Task instructions: Search the entries for the word "claims" and report each line that has it.

[Extracted data entries]
BEGIN
//! Integration tests for basic CRUD behaviour and schema-level
//! constraints (partial unique indexes, CHECK constraints).

use sqlx::PgPool;
use taskup_db::models::project::CreateProject;
use taskup_db::models::scope::{CreateScope, UpdateScope};
use taskup_db::models::stakeholder::CreateStakeholder;
use taskup_db::models::task::CreateTask;
use taskup_db::models::user::{CreateUser, User};
use taskup_db::repositories::{ProjectRepo, ScopeRepo, StakeholderRepo, TaskRepo, UserRepo};

// ---------------------------------------------------------------------------
// Helpers
// ---------------------------------------------------------------------------

async fn seed_user(pool: &PgPool, email: &str) -> User {
    UserRepo::create(
        pool,
        &CreateUser {
            first_name: "Crud".to_string(),
            last_name: "Tester".to_string(),
            email: email.to_string(),
        },
        "$argon2id$fake-hash",
    )
    .await
    .unwrap()
}

fn new_project(name: &str) -> CreateProject {
    CreateProject {
        name: name.to_string(),
        description: None,
        deadline: None,
        total_budget: Some(1000.0),
    }
}

// ---------------------------------------------------------------------------
// Test: project create defaults and update
// ---------------------------------------------------------------------------

#[sqlx::test]
async fn test_project_create_and_update(pool: PgPool) {
    let owner = seed_user(&pool, "owner@crud.test").await;
    let project = ProjectRepo::create(&pool, owner.id, &new_project("Budgeted"))
        .await
        .unwrap();

    assert_eq!(project.owner_id, owner.id);
    assert_eq!(project.total_budget, 1000.0);
    assert_eq!(
        project.remaining_budget, 1000.0,
        "remaining budget starts equal to total"
    );
    assert_eq!(project.progress, 0);
    assert!(!project.is_deleted);

    let updated = ProjectRepo::update(
        &pool,
        project.id,
        &taskup_db::models::project::UpdateProject {
            name: Some("Renamed".to_string()),
            description: None,
            deadline: None,
            progress: Some(40),
            total_budget: None,
            remaining_budget: Some(600.0),
        },
    )
    .await
    .unwrap()
    .expect("live project should update");

    assert_eq!(updated.name, "Renamed");
    assert_eq!(updated.progress, 40);
    assert_eq!(updated.remaining_budget, 600.0);
    // Untouched fields survive a partial update.
    assert_eq!(updated.total_budget, 1000.0);
}

// ---------------------------------------------------------------------------
// Test: duplicate email is rejected by the unique constraint
// ---------------------------------------------------------------------------

#[sqlx::test]
async fn test_duplicate_email_rejected(pool: PgPool) {
    seed_user(&pool, "dup@crud.test").await;
    let result = UserRepo::create(
        &pool,
        &CreateUser {
            first_name: "Second".to_string(),
            last_name: "User".to_string(),
            email: "dup@crud.test".to_string(),
        },
        "$argon2id$fake-hash",
    )
    .await;
    assert!(result.is_err(), "duplicate email must violate uq_users_email");
}

// ---------------------------------------------------------------------------
// Test: one live membership per (project, user)
// ---------------------------------------------------------------------------

#[sqlx::test]
async fn test_duplicate_membership_rejected(pool: PgPool) {
    let owner = seed_user(&pool, "owner@dupmember.test").await;
    let member = seed_user(&pool, "member@dupmember.test").await;
    let project = ProjectRepo::create(&pool, owner.id, &new_project("Members"))
        .await
        .unwrap();

    ProjectRepo::add_member(&pool, project.id, member.id, None)
        .await
        .unwrap();
    let dup = ProjectRepo::add_member(&pool, project.id, member.id, None).await;
    assert!(dup.is_err(), "second live membership must be rejected");
}

// ---------------------------------------------------------------------------
// Test: stakeholder percentage CHECK constraint backstop
// ---------------------------------------------------------------------------

#[sqlx::test]
async fn test_percentage_check_constraint(pool: PgPool) {
    let owner = seed_user(&pool, "owner@pct.test").await;
    let user = seed_user(&pool, "stake@pct.test").await;
    let project = ProjectRepo::create(&pool, owner.id, &new_project("Shares"))
        .await
        .unwrap();

    // Boundary values are accepted.
    for (email_suffix, pct) in [("zero", 0.0), ("hundred", 100.0)] {
        let extra = seed_user(&pool, &format!("stake-{email_suffix}@pct.test")).await;
        StakeholderRepo::create(
            &pool,
            &CreateStakeholder {
                project_id: project.id,
                user_id: extra.id,
                role: None,
                percentage: pct,
            },
        )
        .await
        .unwrap_or_else(|e| panic!("percentage {pct} should be accepted: {e}"));
    }

    // Out-of-range values hit the CHECK constraint even if a caller
    // skips the core validation.
    let result = StakeholderRepo::create(
        &pool,
        &CreateStakeholder {
            project_id: project.id,
            user_id: user.id,
            role: None,
            percentage: 101.0,
        },
    )
    .await;
    assert!(result.is_err(), "percentage 101 must violate the CHECK");
}

// ---------------------------------------------------------------------------
// Test: task assignment exclusivity CHECK constraint
// ---------------------------------------------------------------------------

#[sqlx::test]
async fn test_task_assignment_check_constraint(pool: PgPool) {
    let owner = seed_user(&pool, "owner@assign.test").await;
    let project = ProjectRepo::create(&pool, owner.id, &new_project("Assigned"))
        .await
        .unwrap();
    let team = taskup_db::repositories::TeamRepo::create(
        &pool,
        owner.id,
        &taskup_db::models::team::CreateTeam {
            project_id: project.id,
            name: "Crew".to_string(),
            description: None,
            color_index: None,
        },
    )
    .await
    .unwrap();

    let result = TaskRepo::create(
        &pool,
        owner.id,
        &CreateTask {
            project_id: project.id,
            team_id: Some(team.id),
            user_id: Some(owner.id),
            parent_task_id: None,
            title: "Doubly assigned".to_string(),
            description: None,
            cost: None,
            status: None,
            priority: None,
            deadline: None,
        },
    )
    .await;
    assert!(
        result.is_err(),
        "a task assigned to both a team and a user must be rejected"
    );
}

// ---------------------------------------------------------------------------
// Test: one live scope per project; update touches only given fields
// ---------------------------------------------------------------------------

#[sqlx::test]
async fn test_scope_single_live_row(pool: PgPool) {
    let owner = seed_user(&pool, "owner@scope.test").await;
    let project = ProjectRepo::create(&pool, owner.id, &new_project("Scoped"))
        .await
        .unwrap();

    ScopeRepo::create(
        &pool,
        project.id,
        &CreateScope {
            included_items: Some("API".to_string()),
            excluded_items: Some("Mobile app".to_string()),
            start_date: None,
            end_date: None,
        },
    )
    .await
    .unwrap();

    let second = ScopeRepo::create(
        &pool,
        project.id,
        &CreateScope {
            included_items: None,
            excluded_items: None,
            start_date: None,
            end_date: None,
        },
    )
    .await;
    assert!(second.is_err(), "a second live scope must be rejected");

    let updated = ScopeRepo::update_by_project(
        &pool,
        project.id,
        &UpdateScope {
            included_items: Some("API, batch jobs".to_string()),
            excluded_items: None,
            start_date: None,
            end_date: None,
        },
    )
    .await
    .unwrap()
    .expect("live scope should update");
    assert_eq!(updated.included_items.as_deref(), Some("API, batch jobs"));
    assert_eq!(
        updated.excluded_items.as_deref(),
        Some("Mobile app"),
        "untouched fields survive"
    );
}
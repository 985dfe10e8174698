//! JWT-based authentication extractor for Axum handlers.

use axum::extract::FromRequestParts;
use axum::http::request::Parts;
use taskup_core::error::CoreError;
use taskup_core::types::DbId;

use crate::auth::jwt::validate_token;
use crate::error::AppError;
use crate::state::AppState;

/// Authenticated user extracted from a JWT Bearer token in the
/// `Authorization` header.
///
/// Use this as an extractor parameter in any handler that requires
/// authentication.
#[derive(Debug, Clone, Copy)]
pub struct AuthUser {
    /// The user's internal database id (from `claims.sub`).
    pub user_id: DbId,
}

impl FromRequestParts<AppState> for AuthUser {
    type Rejection = AppError;

    async fn from_request_parts(
        parts: &mut Parts,
        state: &AppState,
    ) -> Result<Self, Self::Rejection> {
        let auth_header = parts
            .headers
            .get("authorization")
            .and_then(|v| v.to_str().ok())
            .ok_or_else(|| {
                AppError::Core(CoreError::Unauthorized(
                    "Missing Authorization header".into(),
                ))
            })?;

        let token = auth_header.strip_prefix("Bearer ").ok_or_else(|| {
            AppError::Core(CoreError::Unauthorized(
                "Invalid Authorization format. Expected: Bearer <token>".into(),
            ))
        })?;

        let claims = validate_token(token, &state.config.jwt).map_err(|_| {
            AppError::Core(CoreError::Unauthorized("Invalid or expired token".into()))
        })?;

        Ok(AuthUser {
            user_id: claims.sub,
        })
    }
}
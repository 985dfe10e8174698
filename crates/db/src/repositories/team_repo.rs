//! Repository for the `teams` and `team_members` tables.

use sqlx::PgPool;
use taskup_core::types::DbId;

use crate::models::team::{AddTeamMember, CreateTeam, Team, TeamMember, UpdateTeam};

/// Column list shared across team queries.
const COLUMNS: &str = "id, project_id, created_by, name, description, color_index, \
                       is_deleted, created_at, updated_at";

/// Column list for team membership queries.
const MEMBER_COLUMNS: &str =
    "id, team_id, user_id, role, is_leader, is_active, created_at, updated_at";

/// Provides CRUD operations for teams and their membership rows.
pub struct TeamRepo;

impl TeamRepo {
    /// Insert a new team created by `created_by`, returning the row.
    pub async fn create(
        pool: &PgPool,
        created_by: DbId,
        input: &CreateTeam,
    ) -> Result<Team, sqlx::Error> {
        let query = format!(
            "INSERT INTO teams (project_id, created_by, name, description, color_index)
             VALUES ($1, $2, $3, $4, COALESCE($5, 0))
             RETURNING {COLUMNS}"
        );
        sqlx::query_as::<_, Team>(&query)
            .bind(input.project_id)
            .bind(created_by)
            .bind(&input.name)
            .bind(&input.description)
            .bind(input.color_index)
            .fetch_one(pool)
            .await
    }

    /// Find a team by its ID. Excludes soft-deleted rows.
    pub async fn find_by_id(pool: &PgPool, id: DbId) -> Result<Option<Team>, sqlx::Error> {
        let query = format!("SELECT {COLUMNS} FROM teams WHERE id = $1 AND is_deleted = FALSE");
        sqlx::query_as::<_, Team>(&query)
            .bind(id)
            .fetch_optional(pool)
            .await
    }

    /// Find a team by ID, including soft-deleted rows.
    pub async fn find_by_id_include_deleted(
        pool: &PgPool,
        id: DbId,
    ) -> Result<Option<Team>, sqlx::Error> {
        let query = format!("SELECT {COLUMNS} FROM teams WHERE id = $1");
        sqlx::query_as::<_, Team>(&query)
            .bind(id)
            .fetch_optional(pool)
            .await
    }

    /// All live teams of a project.
    pub async fn list_by_project(
        pool: &PgPool,
        project_id: DbId,
    ) -> Result<Vec<Team>, sqlx::Error> {
        let query = format!(
            "SELECT {COLUMNS} FROM teams \
             WHERE project_id = $1 AND is_deleted = FALSE ORDER BY created_at"
        );
        sqlx::query_as::<_, Team>(&query)
            .bind(project_id)
            .fetch_all(pool)
            .await
    }

    /// All live teams a user belongs to, through live membership rows.
    pub async fn list_for_user(pool: &PgPool, user_id: DbId) -> Result<Vec<Team>, sqlx::Error> {
        let query = "SELECT t.id, t.project_id, t.created_by, t.name, t.description, \
                     t.color_index, t.is_deleted, t.created_at, t.updated_at \
                     FROM teams t \
                     JOIN team_members tm ON tm.team_id = t.id \
                     WHERE tm.user_id = $1 AND tm.is_active = TRUE AND t.is_deleted = FALSE \
                     ORDER BY t.created_at";
        sqlx::query_as::<_, Team>(query)
            .bind(user_id)
            .fetch_all(pool)
            .await
    }

    /// Update a team. Only non-`None` fields in `input` are applied.
    ///
    /// Returns `None` if no live row with the given `id` exists.
    pub async fn update(
        pool: &PgPool,
        id: DbId,
        input: &UpdateTeam,
    ) -> Result<Option<Team>, sqlx::Error> {
        let query = format!(
            "UPDATE teams SET
                name = COALESCE($2, name),
                description = COALESCE($3, description),
                color_index = COALESCE($4, color_index),
                updated_at = NOW()
             WHERE id = $1 AND is_deleted = FALSE
             RETURNING {COLUMNS}"
        );
        sqlx::query_as::<_, Team>(&query)
            .bind(id)
            .bind(&input.name)
            .bind(&input.description)
            .bind(input.color_index)
            .fetch_optional(pool)
            .await
    }

    // ── Membership ────────────────────────────────────────────────────

    /// Insert a membership row for the team.
    ///
    /// The partial unique index on active memberships rejects
    /// duplicates; callers pre-check with [`TeamRepo::find_member`].
    pub async fn add_member(
        pool: &PgPool,
        team_id: DbId,
        input: &AddTeamMember,
    ) -> Result<TeamMember, sqlx::Error> {
        let query = format!(
            "INSERT INTO team_members (team_id, user_id, role, is_leader)
             VALUES ($1, $2, COALESCE($3, 'Member'), COALESCE($4, FALSE))
             RETURNING {MEMBER_COLUMNS}"
        );
        sqlx::query_as::<_, TeamMember>(&query)
            .bind(team_id)
            .bind(input.user_id)
            .bind(&input.role)
            .bind(input.is_leader)
            .fetch_one(pool)
            .await
    }

    /// Find the active membership row for a `(team, user)` pair.
    pub async fn find_member(
        pool: &PgPool,
        team_id: DbId,
        user_id: DbId,
    ) -> Result<Option<TeamMember>, sqlx::Error> {
        let query = format!(
            "SELECT {MEMBER_COLUMNS} FROM team_members \
             WHERE team_id = $1 AND user_id = $2 AND is_active = TRUE"
        );
        sqlx::query_as::<_, TeamMember>(&query)
            .bind(team_id)
            .bind(user_id)
            .fetch_optional(pool)
            .await
    }

    /// All active membership rows of a team.
    pub async fn list_members(
        pool: &PgPool,
        team_id: DbId,
    ) -> Result<Vec<TeamMember>, sqlx::Error> {
        let query = format!(
            "SELECT {MEMBER_COLUMNS} FROM team_members \
             WHERE team_id = $1 AND is_active = TRUE ORDER BY created_at"
        );
        sqlx::query_as::<_, TeamMember>(&query)
            .bind(team_id)
            .fetch_all(pool)
            .await
    }
}
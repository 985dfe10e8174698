//! Argon2id password hashing, verification, and strength validation.
//!
//! All password hashes use the Argon2id variant with a cryptographically
//! random salt. The PHC string format is used for storage so that
//! algorithm parameters and salt travel with the hash.

use argon2::password_hash::rand_core::OsRng;
use argon2::password_hash::{PasswordHash, PasswordHasher, PasswordVerifier, SaltString};
use argon2::Argon2;

/// Minimum accepted password length.
pub const MIN_PASSWORD_LENGTH: usize = 8;

/// Hash a plaintext password using Argon2id with a random salt.
pub fn hash_password(password: &str) -> Result<String, argon2::password_hash::Error> {
    let salt = SaltString::generate(&mut OsRng);
    let argon2 = Argon2::default(); // Argon2id with default params
    let hash = argon2.hash_password(password.as_bytes(), &salt)?;
    Ok(hash.to_string())
}

/// Verify a plaintext password against a stored PHC-formatted hash.
///
/// Returns `Ok(true)` if the password matches, `Ok(false)` if it does not.
pub fn verify_password(password: &str, hash: &str) -> Result<bool, argon2::password_hash::Error> {
    let parsed_hash = PasswordHash::new(hash)?;
    match Argon2::default().verify_password(password.as_bytes(), &parsed_hash) {
        Ok(()) => Ok(true),
        Err(argon2::password_hash::Error::Password) => Ok(false),
        Err(e) => Err(e),
    }
}

/// Validate that a password meets minimum strength requirements.
pub fn validate_password_strength(password: &str) -> Result<(), String> {
    if password.len() < MIN_PASSWORD_LENGTH {
        return Err(format!(
            "Password must be at least {MIN_PASSWORD_LENGTH} characters long"
        ));
    }
    Ok(())
}
//! Due-date handling.
//!
//! Due dates arrive as wall-clock strings from a `datetime-local`
//! form input, are stored in UTC, and are rendered back in the
//! server's local timezone.

use chrono::{Local, LocalResult, NaiveDate, NaiveDateTime, NaiveTime, TimeZone, Utc};

use crate::error::CoreError;
use crate::status::TaskStatus;
use crate::types::Timestamp;

const DATETIME_FORMATS: &[&str] = &[
    "%Y-%m-%dT%H:%M:%S",
    "%Y-%m-%dT%H:%M",
    "%Y-%m-%d %H:%M:%S",
    "%Y-%m-%d %H:%M",
];

/// Parse a wall-clock due date and convert it to UTC.
///
/// Accepts `datetime-local` style values (`2025-06-15T09:30`) and a
/// bare date, which is taken as local midnight. Ambiguous wall-clock
/// times around a DST fold resolve to the earlier instant.
pub fn parse_local(input: &str) -> Result<Timestamp, CoreError> {
    let trimmed = input.trim();
    let naive = DATETIME_FORMATS
        .iter()
        .find_map(|fmt| NaiveDateTime::parse_from_str(trimmed, fmt).ok())
        .or_else(|| {
            NaiveDate::parse_from_str(trimmed, "%Y-%m-%d")
                .ok()
                .map(|date| date.and_time(NaiveTime::MIN))
        })
        .ok_or_else(|| CoreError::Validation(format!("invalid due date: {trimmed:?}")))?;

    match Local.from_local_datetime(&naive) {
        LocalResult::Single(dt) => Ok(dt.with_timezone(&Utc)),
        LocalResult::Ambiguous(earliest, _) => Ok(earliest.with_timezone(&Utc)),
        LocalResult::None => Err(CoreError::Validation(format!(
            "due date {trimmed:?} does not exist in the local timezone"
        ))),
    }
}

/// Local calendar date for compact listings, e.g. `06/15/2025`.
pub fn to_local_display(ts: Timestamp) -> String {
    ts.with_timezone(&Local).format("%m/%d/%Y").to_string()
}

/// Local wall-clock value suitable for refilling a `datetime-local` input.
pub fn to_local_form_value(ts: Timestamp) -> String {
    ts.with_timezone(&Local).format("%Y-%m-%dT%H:%M").to_string()
}

/// A task is overdue once its due date has passed, unless completed.
pub fn is_overdue(due_date: Option<Timestamp>, status: TaskStatus, now: Timestamp) -> bool {
    match due_date {
        Some(due) => due < now && status != TaskStatus::Completed,
        None => false,
    }
}
//! Repository layer.
//!
//! Each repository is a zero-sized struct providing async CRUD methods
//! that accept `&PgPool` as the first argument. Access decisions stay
//! in the handlers; repositories only embed the predicate where it is
//! folded into a single guarded statement.

pub mod comment_repo;
pub mod tag_repo;
pub mod task_repo;
pub mod todo_list_repo;
pub mod user_repo;

pub use comment_repo::CommentRepo;
pub use tag_repo::TagRepo;
pub use task_repo::TaskRepo;
pub use todo_list_repo::TodoListRepo;
pub use user_repo::UserRepo;
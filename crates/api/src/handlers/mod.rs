//! Request handlers for the list, task, tag and comment services.
//!
//! Each submodule provides async handler functions for one service.
//! Handlers authenticate via `AuthUser`, rerun the visibility rules
//! from `taskhive_core::access` against loaded rows, delegate to the
//! repositories in `taskhive_db` and map errors via `AppError`.

use std::collections::HashMap;

use taskhive_core::types::DbId;
use taskhive_db::models::tag::{TagSummary, TaskTagRow};

pub mod comments;
pub mod lists;
pub mod tags;
pub mod tasks;

/// Group a bulk tag fetch by task id, for decorating a page of tasks
/// with one query instead of one per row.
pub(crate) fn tags_by_task(rows: Vec<TaskTagRow>) -> HashMap<DbId, Vec<TagSummary>> {
    let mut by_task: HashMap<DbId, Vec<TagSummary>> = HashMap::new();
    for row in rows {
        by_task.entry(row.todo_task_id).or_default().push(row.into());
    }
    by_task
}
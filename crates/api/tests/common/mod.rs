use std::sync::Arc;
use std::time::Duration;

use axum::body::Body;
use axum::http::header::{AUTHORIZATION, CONTENT_TYPE};
use axum::http::{HeaderName, Method, Request, Response, StatusCode};
use axum::Router;
use http_body_util::BodyExt;
use sqlx::PgPool;
use tower::ServiceExt;
use tower_http::catch_panic::CatchPanicLayer;
use tower_http::cors::CorsLayer;
use tower_http::request_id::{MakeRequestUuid, PropagateRequestIdLayer, SetRequestIdLayer};
use tower_http::timeout::TimeoutLayer;
use tower_http::trace::{DefaultMakeSpan, DefaultOnResponse, TraceLayer};
use tracing::Level;

use taskhive_api::auth::jwt::{generate_access_token, JwtConfig};
use taskhive_api::config::ServerConfig;
use taskhive_api::routes;
use taskhive_api::state::AppState;

/// Signing secret shared by [`test_config`] and [`mint_token`].
const TEST_JWT_SECRET: &str = "test-secret-that-is-long-enough-for-hmac";

/// Build a test `ServerConfig` with safe defaults.
///
/// Uses `http://localhost:5173` as CORS origin (matching the dev default)
/// and a 30-second request timeout.
pub fn test_config() -> ServerConfig {
    ServerConfig {
        host: "127.0.0.1".to_string(),
        port: 0,
        cors_origins: vec!["http://localhost:5173".to_string()],
        request_timeout_secs: 30,
        jwt: JwtConfig {
            secret: TEST_JWT_SECRET.to_string(),
            access_token_expiry_mins: 60,
        },
    }
}

/// Mint an access token for the given subject, signed with the test
/// secret, the way the identity provider would.
pub fn mint_token(user_id: &str, name: Option<&str>) -> String {
    generate_access_token(user_id, name, &test_config().jwt)
        .expect("token generation should succeed")
}

/// Build the full application router with all middleware layers, using the
/// given database pool.
///
/// This mirrors the router construction in `main.rs` so integration tests
/// exercise the same middleware stack (CORS, request ID, timeout, tracing,
/// panic recovery) that production uses.
pub fn build_test_app(pool: PgPool) -> Router {
    let config = test_config();

    let state = AppState {
        pool,
        config: Arc::new(config),
    };

    let cors = CorsLayer::new()
        .allow_origin(["http://localhost:5173".parse().unwrap()])
        .allow_methods([
            Method::GET,
            Method::POST,
            Method::PUT,
            Method::DELETE,
            Method::PATCH,
        ])
        .allow_headers([CONTENT_TYPE, AUTHORIZATION])
        .allow_credentials(true)
        .max_age(Duration::from_secs(3600));

    let request_id_header = HeaderName::from_static("x-request-id");

    Router::new()
        .merge(routes::health::router())
        .nest("/api/v1", routes::api_routes())
        .layer(CatchPanicLayer::new())
        .layer(TimeoutLayer::with_status_code(
            StatusCode::REQUEST_TIMEOUT,
            Duration::from_secs(30),
        ))
        .layer(PropagateRequestIdLayer::new(request_id_header.clone()))
        .layer(
            TraceLayer::new_for_http()
                .make_span_with(DefaultMakeSpan::new().level(Level::INFO))
                .on_response(DefaultOnResponse::new().level(Level::INFO)),
        )
        .layer(SetRequestIdLayer::new(request_id_header, MakeRequestUuid))
        .layer(cors)
        .with_state(state)
}

// ---------------------------------------------------------------------------
// Request helpers
// ---------------------------------------------------------------------------

/// Send a GET request with no Authorization header.
pub async fn get(app: Router, uri: &str) -> Response<Body> {
    let request = Request::builder()
        .method(Method::GET)
        .uri(uri)
        .body(Body::empty())
        .unwrap();
    app.oneshot(request).await.unwrap()
}

/// Send a GET request with a bearer token.
pub async fn get_auth(app: Router, uri: &str, token: &str) -> Response<Body> {
    let request = Request::builder()
        .method(Method::GET)
        .uri(uri)
        .header(AUTHORIZATION, format!("Bearer {token}"))
        .body(Body::empty())
        .unwrap();
    app.oneshot(request).await.unwrap()
}

/// Send a POST request with a JSON body and no Authorization header.
pub async fn post_json(app: Router, uri: &str, body: serde_json::Value) -> Response<Body> {
    let request = Request::builder()
        .method(Method::POST)
        .uri(uri)
        .header(CONTENT_TYPE, "application/json")
        .body(Body::from(body.to_string()))
        .unwrap();
    app.oneshot(request).await.unwrap()
}

/// Send a POST request with a JSON body and a bearer token.
pub async fn post_json_auth(
    app: Router,
    uri: &str,
    body: serde_json::Value,
    token: &str,
) -> Response<Body> {
    let request = Request::builder()
        .method(Method::POST)
        .uri(uri)
        .header(CONTENT_TYPE, "application/json")
        .header(AUTHORIZATION, format!("Bearer {token}"))
        .body(Body::from(body.to_string()))
        .unwrap();
    app.oneshot(request).await.unwrap()
}

/// Send a PUT request with a JSON body and a bearer token.
pub async fn put_json_auth(
    app: Router,
    uri: &str,
    body: serde_json::Value,
    token: &str,
) -> Response<Body> {
    let request = Request::builder()
        .method(Method::PUT)
        .uri(uri)
        .header(CONTENT_TYPE, "application/json")
        .header(AUTHORIZATION, format!("Bearer {token}"))
        .body(Body::from(body.to_string()))
        .unwrap();
    app.oneshot(request).await.unwrap()
}

/// Send a DELETE request with a bearer token.
pub async fn delete_auth(app: Router, uri: &str, token: &str) -> Response<Body> {
    let request = Request::builder()
        .method(Method::DELETE)
        .uri(uri)
        .header(AUTHORIZATION, format!("Bearer {token}"))
        .body(Body::empty())
        .unwrap();
    app.oneshot(request).await.unwrap()
}

/// Read a response body to completion and parse it as JSON.
pub async fn body_json(response: Response<Body>) -> serde_json::Value {
    let bytes = response.into_body().collect().await.unwrap().to_bytes();
    serde_json::from_slice(&bytes).expect("response body should be valid JSON")
}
END
Reply to the exercise:
    /// The user's internal database id (from `claims.sub`).
        let claims = validate_token(token, &state.config.jwt).map_err(|_| {
            user_id: claims.sub,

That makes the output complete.